ASSIGNED TASK: How do the lines below between the ones holding "pub mod routes;" and "with mock feature", inclusive, read? Give them again exactly, with no other lines.

RECORDS SUPPLIED:
Content starts
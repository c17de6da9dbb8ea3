use chrono::{Datelike, NaiveDate};
use once_cell::sync::Lazy;
use regex::Regex;

use crate::entities::growth::{AgeDatePrecision, AgeSummary};
use crate::services::growth::GrowthServiceError;

static AGE_DATE_PATTERN: Lazy<Regex> =
    Lazy::new(|| Regex::new(r"^(\d{4})-(\d{2})-(\d{2})$").expect("age date pattern is valid"));

/// Parse an age date of the form `YYYY-MM-DD`.
///
/// A day of `00` means only the month is known; the first of that month is
/// used and the precision is [`AgeDatePrecision::Month`].
pub fn parse_age_date(age_date: &str) -> Result<(NaiveDate, AgeDatePrecision), GrowthServiceError> {
    if age_date.is_empty() {
        return Err(GrowthServiceError::InvalidDate("age_date must not be empty".to_string()));
    }

    let captures = AGE_DATE_PATTERN.captures(age_date).ok_or_else(|| {
        GrowthServiceError::InvalidDate(format!(
            "Invalid age_date format: {}, expected 'YYYY-MM-DD'",
            age_date
        ))
    })?;

    // The pattern only admits ASCII digits, so these parses cannot overflow
    let year: i32 = captures[1].parse().unwrap_or_default();
    let month: u32 = captures[2].parse().unwrap_or_default();
    let day: u32 = captures[3].parse().unwrap_or_default();

    if day == 0 {
        NaiveDate::from_ymd_opt(year, month, 1)
            .map(|date| (date, AgeDatePrecision::Month))
            .ok_or_else(|| GrowthServiceError::InvalidDate(format!("Invalid year-month: {}-{}", year, month)))
    } else {
        NaiveDate::from_ymd_opt(year, month, day)
            .map(|date| (date, AgeDatePrecision::Week))
            .ok_or_else(|| {
                GrowthServiceError::InvalidDate(format!("Invalid date: {}-{}-{}", year, month, day))
            })
    }
}

/// Whole years and remaining months between a birth date and `today`.
///
/// A month only counts once its day of month is reached. A birth date in
/// the future gives `(0, 0)`.
pub fn age_in_years_months(birth: NaiveDate, today: NaiveDate) -> (i32, i32) {
    if birth > today {
        return (0, 0);
    }

    let mut years = today.year() - birth.year();
    let mut months = today.month() as i32 - birth.month() as i32;

    if today.day() < birth.day() {
        months -= 1;
    }

    if months < 0 {
        years -= 1;
        months += 12;
    }

    (years, months)
}

/// Total months and remaining days, for children under one year.
///
/// Days borrow the length of the calendar month before `today`.
pub fn age_in_months_days(birth: NaiveDate, today: NaiveDate) -> (i32, i32) {
    if birth > today {
        return (0, 0);
    }

    let mut total_months =
        (today.year() - birth.year()) * 12 + (today.month() as i32 - birth.month() as i32);

    let days = if today.day() >= birth.day() {
        (today.day() - birth.day()) as i32
    } else {
        total_months -= 1;
        // A birth day past the end of the previous month counts from its last day
        let previous_month_days = days_in_previous_month(today);
        let anchor = (birth.day() as i32).min(previous_month_days);
        previous_month_days - anchor + today.day() as i32
    };

    (total_months, days)
}

fn days_in_previous_month(date: NaiveDate) -> i32 {
    // The day before the first of this month
    date.with_day(1)
        .and_then(|first| first.pred_opt())
        .map(|last| last.day() as i32)
        .unwrap_or(30)
}

/// Whole weeks elapsed since birth
pub fn age_in_weeks(birth: NaiveDate, today: NaiveDate) -> i64 {
    if birth > today {
        return 0;
    }

    (today - birth).num_days() / 7
}

/// Whole months elapsed since birth
pub fn total_months(birth: NaiveDate, today: NaiveDate) -> i32 {
    let (years, months) = age_in_years_months(birth, today);
    years * 12 + months
}

fn pluralize(count: i32, unit: &str) -> String {
    if count == 1 {
        format!("{} {}", count, unit)
    } else {
        format!("{} {}s", count, unit)
    }
}

fn format_display(years: i32, months: i32, birth: NaiveDate, today: NaiveDate) -> String {
    if years < 1 {
        let (total_months, days) = age_in_months_days(birth, today);
        format!("{} {}", pluralize(total_months, "month"), pluralize(days, "day"))
    } else if months == 0 {
        pluralize(years, "year")
    } else {
        format!("{} {}", pluralize(years, "year"), pluralize(months, "month"))
    }
}

fn format_storage(years: i32, months: i32) -> String {
    format!("{} {}", pluralize(years, "year"), pluralize(months, "month"))
}

/// Parse an age date and describe the age it gives on `today`
pub fn calculate_and_format_age(age_date: &str, today: NaiveDate) -> Result<AgeSummary, GrowthServiceError> {
    let (birth, precision) = parse_age_date(age_date)?;
    let (years, months) = age_in_years_months(birth, today);

    Ok(AgeSummary {
        display: format_display(years, months, birth, today),
        storage: format_storage(years, months),
        years,
        months,
        total_months: years * 12 + months,
        weeks: age_in_weeks(birth, today),
        precision,
    })
}
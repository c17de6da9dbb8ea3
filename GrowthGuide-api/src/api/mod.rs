pub mod handlers;
pub mod routes;
pub mod security;

pub use routes::create_app;
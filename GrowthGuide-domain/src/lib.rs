// GrowthGuide Domain
// This crate contains the business logic for the GrowthGuide application

// Services that implement business logic
pub mod services;

// Domain entities
pub mod entities;

// Health checks and system status
pub mod health;

// Re-export the reference module from growth_guide_data for convenience
pub use growth_guide_data::reference;

// Testing utilities - only available with mock feature
#[cfg(feature = "mock")]
pub mod testing;
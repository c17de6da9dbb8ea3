use std::collections::HashMap;
use std::fmt;
use std::str::FromStr;

use indexmap::IndexMap;
use serde::{Deserialize, Serialize};

#[cfg(feature = "with-api")]
use utoipa::ToSchema;

/// Gender of the child a reference table applies to
#[derive(Debug, Clone, Copy, Serialize, Deserialize, PartialEq, Eq, Hash)]
#[cfg_attr(feature = "with-api", derive(ToSchema))]
#[serde(rename_all = "lowercase")]
pub enum Gender {
    /// Reference tables for boys
    Boy,

    /// Reference tables for girls
    Girl,
}

impl Gender {
    /// Lowercase name used as the document key in reference files
    pub fn as_str(&self) -> &'static str {
        match self {
            Gender::Boy => "boy",
            Gender::Girl => "girl",
        }
    }
}

impl fmt::Display for Gender {
    fn fmt(&self, f: &mut fmt::Formatter<'_>) -> fmt::Result {
        f.write_str(self.as_str())
    }
}

impl FromStr for Gender {
    type Err = String;

    fn from_str(s: &str) -> Result<Self, Self::Err> {
        match s.to_ascii_lowercase().as_str() {
            "boy" => Ok(Gender::Boy),
            "girl" => Ok(Gender::Girl),
            other => Err(format!("Unsupported gender: {}", other)),
        }
    }
}

/// Growth metric a reference table tabulates
#[derive(Debug, Clone, Copy, Serialize, Deserialize, PartialEq, Eq, Hash)]
#[cfg_attr(feature = "with-api", derive(ToSchema))]
#[serde(rename_all = "lowercase")]
pub enum Metric {
    /// Height-for-age (cm)
    Height,

    /// Weight-for-age (kg)
    Weight,

    /// BMI-for-age (kg/m²)
    Bmi,
}

impl Metric {
    /// Lowercase name used as the document key in reference files
    pub fn as_str(&self) -> &'static str {
        match self {
            Metric::Height => "height",
            Metric::Weight => "weight",
            Metric::Bmi => "bmi",
        }
    }
}

impl fmt::Display for Metric {
    fn fmt(&self, f: &mut fmt::Formatter<'_>) -> fmt::Result {
        f.write_str(self.as_str())
    }
}

impl FromStr for Metric {
    type Err = String;

    fn from_str(s: &str) -> Result<Self, Self::Err> {
        match s.to_ascii_lowercase().as_str() {
            "height" => Ok(Metric::Height),
            "weight" => Ok(Metric::Weight),
            "bmi" => Ok(Metric::Bmi),
            other => Err(format!("Unknown metric type: {}", other)),
        }
    }
}

/// Opaque percentile tag such as `p3`, `p50` or `p999`.
///
/// Labels carry no numeric meaning of their own; their order only comes from
/// the reference value they are paired with in a row.
#[derive(Debug, Clone, Serialize, Deserialize, PartialEq, Eq, Hash)]
#[cfg_attr(feature = "with-api", derive(ToSchema))]
#[serde(transparent)]
pub struct PercentileLabel(String);

impl PercentileLabel {
    /// Sentinel used when no reference data exists for an age/gender
    pub const UNKNOWN: &'static str = "unknown";

    pub fn new(label: impl Into<String>) -> Self {
        Self(label.into())
    }

    /// The `unknown` sentinel label
    pub fn unknown() -> Self {
        Self(Self::UNKNOWN.to_string())
    }

    pub fn is_unknown(&self) -> bool {
        self.0 == Self::UNKNOWN
    }

    pub fn as_str(&self) -> &str {
        &self.0
    }
}

impl fmt::Display for PercentileLabel {
    fn fmt(&self, f: &mut fmt::Formatter<'_>) -> fmt::Result {
        f.write_str(&self.0)
    }
}

impl From<&str> for PercentileLabel {
    fn from(label: &str) -> Self {
        Self::new(label)
    }
}

impl PartialEq<&str> for PercentileLabel {
    fn eq(&self, other: &&str) -> bool {
        self.0 == *other
    }
}

/// Key of an age row.
///
/// Reference sources are inconsistent about key typing: some tables are
/// keyed by integer ages and others by their decimal text. Both forms are
/// accepted and normalized in [`AgeTable::row_for`].
#[derive(Debug, Clone, PartialEq, Eq, Hash)]
pub enum AgeKey {
    Int(u32),
    Text(String),
}

impl From<u32> for AgeKey {
    fn from(age: u32) -> Self {
        AgeKey::Int(age)
    }
}

impl From<&str> for AgeKey {
    fn from(age: &str) -> Self {
        AgeKey::Text(age.to_string())
    }
}

impl From<String> for AgeKey {
    fn from(age: String) -> Self {
        AgeKey::Text(age)
    }
}

/// Label → reference value pairs for one (metric, gender, age).
///
/// Insertion order is kept but carries no meaning; consumers sort by value.
#[derive(Debug, Clone, Default, PartialEq, Serialize, Deserialize)]
#[serde(transparent)]
pub struct ReferenceRow(IndexMap<String, f64>);

impl ReferenceRow {
    pub fn new() -> Self {
        Self::default()
    }

    /// Add or replace the value for a label
    pub fn with(mut self, label: impl Into<String>, value: f64) -> Self {
        self.0.insert(label.into(), value);
        self
    }

    pub fn is_empty(&self) -> bool {
        self.0.is_empty()
    }

    pub fn len(&self) -> usize {
        self.0.len()
    }

    pub fn get(&self, label: &str) -> Option<f64> {
        self.0.get(label).copied()
    }

    pub fn iter(&self) -> impl Iterator<Item = (&str, f64)> {
        self.0.iter().map(|(label, value)| (label.as_str(), *value))
    }

    /// Pairs ordered by reference value, ascending.
    ///
    /// The sort is stable, so equal values keep their insertion order.
    pub fn sorted_by_value(&self) -> Vec<(&str, f64)> {
        let mut pairs: Vec<(&str, f64)> = self.iter().collect();
        pairs.sort_by(|a, b| a.1.total_cmp(&b.1));
        pairs
    }
}

impl<L: Into<String>> FromIterator<(L, f64)> for ReferenceRow {
    fn from_iter<I: IntoIterator<Item = (L, f64)>>(iter: I) -> Self {
        Self(iter.into_iter().map(|(label, value)| (label.into(), value)).collect())
    }
}

/// Age rows for one (metric, gender) pair
#[derive(Debug, Clone, Default, PartialEq)]
pub struct AgeTable {
    rows: HashMap<AgeKey, ReferenceRow>,
}

impl AgeTable {
    pub fn new() -> Self {
        Self::default()
    }

    /// Insert a row under the given key, replacing any previous one
    pub fn insert(&mut self, key: impl Into<AgeKey>, row: ReferenceRow) {
        self.rows.insert(key.into(), row);
    }

    /// Builder form of [`AgeTable::insert`]
    pub fn with_row(mut self, key: impl Into<AgeKey>, row: ReferenceRow) -> Self {
        self.insert(key, row);
        self
    }

    /// Row for an age, trying the integer key before its decimal text.
    ///
    /// Negative ages never match a row.
    pub fn row_for(&self, age: i64) -> Option<&ReferenceRow> {
        let age = u32::try_from(age).ok()?;
        self.rows
            .get(&AgeKey::Int(age))
            .or_else(|| self.rows.get(&AgeKey::Text(age.to_string())))
    }

    pub fn len(&self) -> usize {
        self.rows.len()
    }

    pub fn is_empty(&self) -> bool {
        self.rows.is_empty()
    }

    pub fn keys(&self) -> impl Iterator<Item = &AgeKey> {
        self.rows.keys()
    }

    pub fn rows(&self) -> impl Iterator<Item = (&AgeKey, &ReferenceRow)> {
        self.rows.iter()
    }
}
Content ends
ANSWER BOX:
pub mod routes;
pub mod security;

pub use routes::create_app;
filename GrowthGuide-domain/src/lib.rs
// GrowthGuide Domain
// This crate contains the business logic for the GrowthGuide application

// Services that implement business logic
pub mod services;

// Domain entities
pub mod entities;

// Health checks and system status
pub mod health;

// Re-export the reference module from growth_guide_data for convenience
pub use growth_guide_data::reference;

// Testing utilities - only available with mock feature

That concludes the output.